Джоан Данейер живет в этической вселенной, которая заставила бы содрогнуться даже самого твердолобого защитника животных. Ну может ли разумный человек всерьез верить в то, что, решая, кого спасать из пожара — ребенка или щенка, — человек должен подбросить монетку? Или в то, что охотники на уток заслуживают пожизненного заключения?
Проблема борцов за освобождение животных заключается в том, что Данейер права. Если вы воспринимаете обвинение в спесиецизме буквально, если вы всерьез убеждены в том, что наше обращение с живым существом не должно зависеть от размеров его мозга или от количества ног, жить вам в мире, где, по мнению Данейер, термиты имеют полное право сожрать ваш дом.
Как должен вести себя хороший человек?
Ненавижу своего внутреннего судью. Обычно он вылезает на свет по утрам, когда я принимаю душ или еду себе спокойно по горной дороге, выключив радио, или сплавляюсь в каяке по спокойному участку реки, где от меня не требуется особой собранности. Это мой Джимми Крикет, мой Обиван Кеноби. Он задает неудобные вопросы. Нейроученый Джошуа Грин утверждает, что это существо обитает в небольшом кусочке мозга где-то на уровне бровей — в дорсолатеральной префронтальной коре. С помощью функционального МРТ, позволяющего получить картину мозга, Грин обнаружил, что эта область включается, когда мы пытаемся логически рассуждать о сложных проблемах морального плана. В прошлый раз внутренний судья явился ко мне, когда я совершал пеший поход по Смоки-Маунтинз.

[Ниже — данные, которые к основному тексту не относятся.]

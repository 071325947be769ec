pub mod pool;
pub mod schema;
pub mod messages;
pub mod accounts;
pub mod entities;
pub mod conversations;
pub mod onboarding_tasks;
pub mod folder_sync;

// Re-export the pool type so callers can do `use crate::db::DbPool`
// instead of `use crate::db::pool::DbPool`
pub use pool::DbPool;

В. С.: Эй, Хел, привет, это я, твой внутренний судья.
Хел: Пошел вон.
В. С.: Ну послушай хоть минутку. Вот представь, идет 1939 год, а ты живешь в небольшой деревушке под названием Дахау, недалеко от Мюнхена. Каждый день ты видишь дым из труб за забором нового «лагеря» и знаешь, что гитлеровские гунны круглые сутки топят печи, чтобы жечь в них евреев, цыган и гомосексуалистов. Прошел слух, что на некоторых заключенных нацистские доктора даже ставят болезненные медицинские опыты. Твой друг Хайнц просит тебя помочь ему заложить бомбу под бараки, где живут эсэсовцы-охранники. «Убив их, мы спасем множество жизней, — шепчет Хайнц. — Пусть мир знает правду!» Так что же, Хел, ты бы помог Хайнцу взорвать бараки и тем самым, возможно, спасти несколько тысяч людей?
Хел: Я бы струхнул.
В. С.: Знаю. Но представь, что ты храбрый и добрый человек.